„Blechtrommel“ im Schauspiel KölnInszenierung wirkt wie aus der Zeit gefallen

Lesezeit 3 Minuten
Peter Miklusz bringt Grass’ Jahrhundertepos auf die Bühne.

Peter Miklusz bringt Grass’ Jahrhundertepos auf die Bühne.

Köln – Um „Die Blechtrommel“ ist es still geworden, nachdem Günter Grass 2014 bekannt gab, dass er einige Monate vor Ende des Zweiten Weltkriegs als 17-Jähriger zur Waffen-SS eingezogen worden war. Die Enthüllung veränderte den Blick auf diesen Jahrhundert-Roman, der so präzise zeigt, wie die nationalsozialistische Ideologie in den Alltag und die Deutschen Familien sickerte – wenn er dort nicht schon seinen Bodensatz gefunden hatte. Jetzt präsentiert das Schauspiel Köln unter der Regie von Marie Schleef „Die Blechtrommel“ als sei nichts gewesen.

Trampolin wird zur Trommel umdekoriert

Das Bühnenbild von Jule Saworski präsentiert als Hauptdarsteller nicht Oskar Matzerath, sondern tatsächlich die Blechtrommel. Ein großes Trampolin samt Käfig wurde zur gezackten Trommel umdekoriert, in der sich Peter Miklusz hopsend bewegt. Das ist ebenso witzig wie intelligent, die vielleicht beste Idee dieser Inszenierung.

Auf einen Blick

Das Stück: Der Roman „Die Blechtrommel“ braucht keine Bühnenversion.

Die Regie: Bemüht sich ungeschickt um eine Aktualisierung.

Der Schauspieler: Gibt alles, um der Geschichte Farbe zu verleihen, was ihm auch gelingt.

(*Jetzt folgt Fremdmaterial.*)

//! Interception framework.
//!
//! Replaces members of the host object graph with hook-wrapped versions that
//! still delegate to the original behavior.
//!
//! ## Call interception
//!
//! [`Interceptor::register_call`] swaps a function or constructor for a proxy
//! object. Each call or construction builds a [`CallContext`], runs the hook
//! and either returns the hook's [`HookOutcome::Return`] value or forwards to
//! the (possibly replaced) callee with the mutated receiver and arguments.
//! Property reflection on the proxy reports the original's shape.
//!
//! ## Accessor interception
//!
//! [`Interceptor::register_accessor`] swaps a property for a getter/setter
//! pair that builds a fresh [`AccessorContext`] for every access, bound to
//! the receiver of that access.
//!
//! ## Usage
//!
//! ```
//! use ramjet_client::host::{ObjectRef, Property, Value};
//! use ramjet_client::interception::{CallHooks, HookOutcome, Interceptor};
//! use ramjet_client::stack::StackFilter;
//!
//! let global = ObjectRef::new("Window");
//! let echo = ObjectRef::function("echo", |_, args| Ok(args.into_iter().next().unwrap_or_default()));
//! global.define_property("echo", Property::hidden(echo));
//!
//! let interceptor = Interceptor::new(global.clone(), StackFilter::new("https://proxy.test/ramjet.internal/"));
//! let installed = interceptor.register_call(
//!     "echo",
//!     CallHooks::new().on_invoke(|ctx| {
//!         ctx.set_arg(0, Value::from("hooked"));
//!         Ok(HookOutcome::Continue)
//!     }),
//! );
//! assert_eq!(installed, 1);
//!
//! let result = global.invoke("echo", vec![Value::from("page")]).unwrap();
//! assert_eq!(result, Value::from("hooked"));
//! ```

use std::cell::RefCell;
use std::collections::BTreeMap;
use std::fmt;
use std::rc::Rc;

Das Hopsen gibt den Takt vor, mal rhythmisiert es den Monolog, mitunter geht einem das Gehampel auch auf die Nerven. Genau das bezweckt aber der kleine Oskar im Roman mit seiner enervierenden Trommelei oder seinem Gekreische, wenn er die Gläser auf den Regalen zum Springen bringt. Eine Episode, die sich nahtlos in den Reigen der Geschichte einfügt. Beginnend mit den Röcken der Großmutter, unter denen sich freudig der Großvater zu schaffen macht, über die Aale, an denen die Mutter zugrunde geht, folgt der Monolog all jenen bildstarken Stationen, anhand derer Grass den Aufstieg und Untergang des „Dritten Reichs“ aus der Perspektive des Kleinbürgertums nachzeichnet. Die Bühnenbearbeitung der Grass-Prosa gelingt Oliver Reese so flüssig, dass es Peter Miklusz schon fast Schwierigkeiten bereitet, Oskars Talent zum Störenfried sichtbar werden zu lassen. Da muss dann manchmal gebrüllt werden, bis die Halsschlagader schwillt.

Das könnte Sie auch interessieren:

In ihrer unübertroffenen Skurrilität sind die Szenen des Romans auf der Bühne kaum aufzubrechen, zumal in den Köpfen noch die realistischen Bilder der Verfilmung von Volker Schlöndorff umher schwirren. Warum muss man in unseren Tagen, die sich noch ganz im Griff der Pandemie befinden, die „Blechtrommel“ inszenieren? Wie aus der Zeit gefallen wirkt diese Aufführung mit einem Schauspieler, der alles aus sich heraus zu holen versucht, um dem Stoff eine Relevanz zu geben, die sein Sujet aber mit der Gegenwart nicht herzustellen vermag.

Einen Ansatz gibt es dann doch. Marie Schleef meinte, dem Stoff „eine weibliche Perspektive“ hinzufügen zu müssen. Klar, wir schreiben das Jahr 2021. So werden in die Inszenierung auf Schrifttafeln ein paar Sätze zu Anne Frank, der jüdischen Artistin Perla Ovitz, die Auschwitz überlebte, oder der glühenden Nationalsozialistin Helene Hanfstaengl eingestreut. Sie bleiben vollkommen unverbunden, sind alleine dem Zeitgeist geschuldet. Soliden Beifall gab es für die Inszenierung und vor allem die Schauspielleistung .

Die Aufführungsdauer beträgt 80 Minuten, nächste Vorstellungen 15., 16., 25. 6., jeweils 20 Uhr.